Instructions to follow: Would you please repeat the data exactly as given?

Collected data
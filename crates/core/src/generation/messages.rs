//! Messages processed by the coordinator loop.

use std::time::Duration;

use tokio::sync::oneshot;

use super::traits::OutlineResult;
use super::types::{Caller, ChunkFailure, GenerationError, OutlineFailure, RetryError, RunId};
use crate::persistence::{PersistReceipt, PersistenceError};
use crate::planner::DayRange;
use crate::trip::{DayPlan, Itinerary, TripPreferences};

/// Outcome of one chunk call, tagged with the run that issued it.
#[derive(Debug, Clone)]
pub struct ChunkResult {
    pub run_id: RunId,
    pub range: DayRange,
    pub attempt: u32,
    pub outcome: Result<Vec<DayPlan>, ChunkFailure>,
    pub elapsed: Duration,
}

/// Commands from handles and from spawned producer tasks.
#[derive(Debug)]
pub(crate) enum Command {
    Start {
        preferences: TripPreferences,
        caller: Caller,
        reply: oneshot::Sender<RunId>,
    },
    Retry {
        range: DayRange,
        reply: oneshot::Sender<Result<(), RetryError>>,
    },
    RetryFailed {
        reply: oneshot::Sender<Result<Vec<DayRange>, RetryError>>,
    },
    RetryPersistence {
        reply: oneshot::Sender<Result<(), GenerationError>>,
    },
    GetItinerary {
        reply: oneshot::Sender<Option<Itinerary>>,
    },
    OutlineFinished {
        run_id: RunId,
        result: Result<OutlineResult, OutlineFailure>,
    },
    ChunkFinished(ChunkResult),
    PersistFinished {
        run_id: RunId,
        result: Result<PersistReceipt, PersistenceError>,
    },
    Shutdown,
}
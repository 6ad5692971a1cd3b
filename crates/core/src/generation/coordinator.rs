//! The generation coordinator.
//!
//! A single task owns the current [`RunState`]. Handles and spawned producer
//! tasks talk to it through one command queue, so every state change is
//! applied in order by one writer. Snapshots go out through a `watch`
//! channel and progress events through a `broadcast` channel.

use std::sync::Arc;
use std::time::Instant;

use tokio::sync::{broadcast, mpsc, watch};
use tracing::{debug, error, info, warn};

use super::config::GenerationConfig;
use super::events::GenerationEvent;
use super::handle::GenerationHandle;
use super::messages::{ChunkResult, Command};
use super::run::RunState;
use super::traits::{ChunkProducer, OutlineProducer, OutlineResult};
use super::types::{
    Caller, ChunkFailure, GenerationError, GenerationPhase, OutlineFailure, PersistenceStatus,
    ProgressSnapshot, RetryError, RunId,
};
use crate::metrics;
use crate::persistence::{PersistReceipt, PersistenceError, PersistenceSink};
use crate::planner::{ChunkPlanner, DayRange};
use crate::trip::{Itinerary, TripPreferences};

/// Owns run state and drives producers and the persistence sink.
///
/// Create with [`GenerationCoordinator::new`] and spawn [`run`](Self::run).
pub struct GenerationCoordinator {
    config: GenerationConfig,
    planner: ChunkPlanner,
    outline_producer: Arc<dyn OutlineProducer>,
    chunk_producer: Arc<dyn ChunkProducer>,
    sink: Arc<dyn PersistenceSink>,
    rx: mpsc::Receiver<Command>,
    /// Weak so the loop ends once every handle and in-flight task is gone.
    tx: mpsc::WeakSender<Command>,
    progress_tx: watch::Sender<ProgressSnapshot>,
    events_tx: broadcast::Sender<GenerationEvent>,
    run: Option<RunState>,
    /// Chunks held back until the lead chunk settles.
    deferred: Vec<DayRange>,
    lead_chunk: Option<DayRange>,
}
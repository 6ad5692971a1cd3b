//! Persistence types.

use chrono::{DateTime, Utc};
use serde::{Deserialize, Serialize};
use sha2::{Digest, Sha256};

use crate::trip::{Itinerary, TripPreferences};

/// Where a plan ended up.
#[derive(Debug, Clone, Copy, Serialize, Deserialize, PartialEq, Eq)]
#[serde(rename_all = "snake_case")]
pub enum StorageKind {
    /// Shared, account-backed storage.
    Durable,
    /// Storage on this node only.
    Local,
}

impl StorageKind {
    pub fn as_str(&self) -> &'static str {
        match self {
            StorageKind::Durable => "durable",
            StorageKind::Local => "local",
        }
    }
}

/// Returned by the sink for a successful save.
#[derive(Debug, Clone, Serialize, Deserialize, PartialEq)]
pub struct PersistReceipt {
    /// Share code for durable plans, plan id for local ones.
    pub reference: String,
    pub kind: StorageKind,
    pub saved_at: DateTime<Utc>,
}

/// A saved plan as read back from a store.
#[derive(Debug, Clone, Serialize, Deserialize, PartialEq)]
pub struct StoredPlan {
    pub id: String,
    pub share_code: String,
    #[serde(default, skip_serializing_if = "Option::is_none")]
    pub owner: Option<String>,
    pub destination: String,
    pub duration_days: u32,
    pub preferences: TripPreferences,
    pub itinerary: Itinerary,
    pub created_at: DateTime<Utc>,
}

impl StoredPlan {
    /// Build a plan record for a fresh save.
    pub fn new(owner: Option<&str>, preferences: &TripPreferences, itinerary: &Itinerary) -> Self {
        let id = uuid::Uuid::new_v4().to_string();
        let created_at = Utc::now();
        Self {
            share_code: share_code(&id, &created_at),
            id,
            owner: owner.map(str::to_string),
            destination: itinerary.destination.clone(),
            duration_days: itinerary.duration_days(),
            preferences: preferences.clone(),
            itinerary: itinerary.clone(),
            created_at,
        }
    }
}

/// Short, URL-safe code derived from the plan id.
pub fn share_code(id: &str, created_at: &DateTime<Utc>) -> String {
    let mut hasher = Sha256::new();
    hasher.update(id.as_bytes());
    hasher.update(created_at.to_rfc3339().as_bytes());
    hasher
        .finalize()
        .iter()
        .take(6)
        .map(|b| format!("{:02x}", b))
        .collect()
}
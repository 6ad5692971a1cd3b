pub mod config;
pub mod generation;
pub mod llm;
pub mod metrics;
pub mod persistence;
pub mod planner;
pub mod testing;
pub mod trip;

pub use config::{
    load_config, load_config_from_env, load_config_from_str, validate_config, Config,
    ConfigError, DatabaseConfig, LlmConfig, LlmProvider, SanitizedConfig,
};
pub use generation::{
    Caller, DayStatus, GenerationConfig, GenerationCoordinator, GenerationError,
    GenerationEvent, GenerationHandle, GenerationPhase, ProgressSnapshot, RetryError, RunId,
};
pub use persistence::{FallbackSink, JsonFilePlanStore, PersistenceSink, SqlitePlanStore};
pub use planner::{ChunkPlanner, DayRange};
pub use trip::{Itinerary, TripDuration, TripPreferences};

Output of the exercise:
filename crates/core/src/generation/messages.rs
//! Messages processed by the coordinator loop.

use std::time::Duration;

use tokio::sync::oneshot;

use super::traits::OutlineResult;
use super::types::{Caller, ChunkFailure, GenerationError, OutlineFailure, RetryError, RunId};
use crate::persistence::{PersistReceipt, PersistenceError};
use crate::planner::DayRange;
use crate::trip::{DayPlan, Itinerary, TripPreferences};

/// Outcome of one chunk call, tagged with the run that issued it.
#[derive(Debug, Clone)]
pub struct ChunkResult {
    pub run_id: RunId,
    pub range: DayRange,
    pub attempt: u32,
    pub outcome: Result<Vec<DayPlan>, ChunkFailure>,
    pub elapsed: Duration,
}

/// Commands from handles and from spawned producer tasks.
#[derive(Debug)]
pub(crate) enum Command {
    Start {
        preferences: TripPreferences,
        caller: Caller,
        reply: oneshot::Sender<RunId>,
    },
    Retry {
        range: DayRange,
        reply: oneshot::Sender<Result<(), RetryError>>,
    },
    RetryFailed {
        reply: oneshot::Sender<Result<Vec<DayRange>, RetryError>>,
    },
    RetryPersistence {
        reply: oneshot::Sender<Result<(), GenerationError>>,
    },
    GetItinerary {
        reply: oneshot::Sender<Option<Itinerary>>,
    },
    OutlineFinished {
        run_id: RunId,
        result: Result<OutlineResult, OutlineFailure>,
    },
    ChunkFinished(ChunkResult),
    PersistFinished {
        run_id: RunId,
        result: Result<PersistReceipt, PersistenceError>,
    },
    Shutdown,
}
repository 6ad5692971a1cd3b
filename crates/core/src/generation/coordinator.rs
//! The generation coordinator.
//!
//! A single task owns the current [`RunState`]. Handles and spawned producer
//! tasks talk to it through one command queue, so every state change is
//! applied in order by one writer. Snapshots go out through a `watch`
//! channel and progress events through a `broadcast` channel.

use std::sync::Arc;
use std::time::Instant;

use tokio::sync::{broadcast, mpsc, watch};
use tracing::{debug, error, info, warn};

use super::config::GenerationConfig;
use super::events::GenerationEvent;
use super::handle::GenerationHandle;
use super::messages::{ChunkResult, Command};
use super::run::RunState;
use super::traits::{ChunkProducer, OutlineProducer, OutlineResult};
use super::types::{
    Caller, ChunkFailure, GenerationError, GenerationPhase, OutlineFailure, PersistenceStatus,
    ProgressSnapshot, RetryError, RunId,
};
use crate::metrics;
use crate::persistence::{PersistReceipt, PersistenceError, PersistenceSink};
use crate::planner::{ChunkPlanner, DayRange};
use crate::trip::{Itinerary, TripPreferences};

/// Owns run state and drives producers and the persistence sink.
///
/// Create with [`GenerationCoordinator::new`] and spawn [`run`](Self::run).
pub struct GenerationCoordinator {
    config: GenerationConfig,
    planner: ChunkPlanner,
    outline_producer: Arc<dyn OutlineProducer>,
    chunk_producer: Arc<dyn ChunkProducer>,
    sink: Arc<dyn PersistenceSink>,
    rx: mpsc::Receiver<Command>,
    /// Weak so the loop ends once every handle and in-flight task is gone.
    tx: mpsc::WeakSender<Command>,
    progress_tx: watch::Sender<ProgressSnapshot>,
    events_tx: broadcast::Sender<GenerationEvent>,
    run: Option<RunState>,
    /// Chunks held back until the lead chunk settles.
    deferred: Vec<DayRange>,
    lead_chunk: Option<DayRange>,
}
repository 6ad5692971a1cd3b
//! Persistence types.

use chrono::{DateTime, Utc};
use serde::{Deserialize, Serialize};
use sha2::{Digest, Sha256};

use crate::trip::{Itinerary, TripPreferences};

/// Where a plan ended up.
#[derive(Debug, Clone, Copy, Serialize, Deserialize, PartialEq, Eq)]
#[serde(rename_all = "snake_case")]
pub enum StorageKind {
    /// Shared, account-backed storage.
    Durable,
    /// Storage on this node only.
    Local,
}

impl StorageKind {
    pub fn as_str(&self) -> &'static str {
        match self {
            StorageKind::Durable => "durable",
            StorageKind::Local => "local",
        }
    }
}

/// Returned by the sink for a successful save.
#[derive(Debug, Clone, Serialize, Deserialize, PartialEq)]
pub struct PersistReceipt {
    /// Share code for durable plans, plan id for local ones.
    pub reference: String,
    pub kind: StorageKind,
    pub saved_at: DateTime<Utc>,
}

/// A saved plan as read back from a store.
#[derive(Debug, Clone, Serialize, Deserialize, PartialEq)]
pub struct StoredPlan {
    pub id: String,
    pub share_code: String,
    #[serde(default, skip_serializing_if = "Option::is_none")]
    pub owner: Option<String>,
    pub destination: String,
    pub duration_days: u32,
    pub preferences: TripPreferences,
    pub itinerary: Itinerary,
    pub created_at: DateTime<Utc>,
}

impl StoredPlan {
    /// Build a plan record for a fresh save.
    pub fn new(owner: Option<&str>, preferences: &TripPreferences, itinerary: &Itinerary) -> Self {
        let id = uuid::Uuid::new_v4().to_string();
        let created_at = Utc::now();
        Self {
            share_code: share_code(&id, &created_at),
            id,
            owner: owner.map(str::to_string),
            destination: itinerary.destination.clone(),
            duration_days: itinerary.duration_days(),
            preferences: preferences.clone(),
            itinerary: itinerary.clone(),
            created_at,
        }
    }
}

/// Short, URL-safe code derived from the plan id.
pub fn share_code(id: &str, created_at: &DateTime<Utc>) -> String {
    let mut hasher = Sha256::new();
    hasher.update(id.as_bytes());
    hasher.update(created_at.to_rfc3339().as_bytes());
    hasher
        .finalize()
        .iter()
        .take(6)
        .map(|b| format!("{:02x}", b))
        .collect()
}
repository 6ad5692971a1cd3b
pub mod config;
pub mod generation;
pub mod llm;
pub mod metrics;
pub mod persistence;
pub mod planner;
pub mod testing;
pub mod trip;

pub use config::{
    load_config, load_config_from_env, load_config_from_str, validate_config, Config,
    ConfigError, DatabaseConfig, LlmConfig, LlmProvider, SanitizedConfig,
};
pub use generation::{
    Caller, DayStatus, GenerationConfig, GenerationCoordinator, GenerationError,
    GenerationEvent, GenerationHandle, GenerationPhase, ProgressSnapshot, RetryError, RunId,
};
pub use persistence::{FallbackSink, JsonFilePlanStore, PersistenceSink, SqlitePlanStore};
pub use planner::{ChunkPlanner, DayRange};
pub use trip::{Itinerary, TripDuration, TripPreferences};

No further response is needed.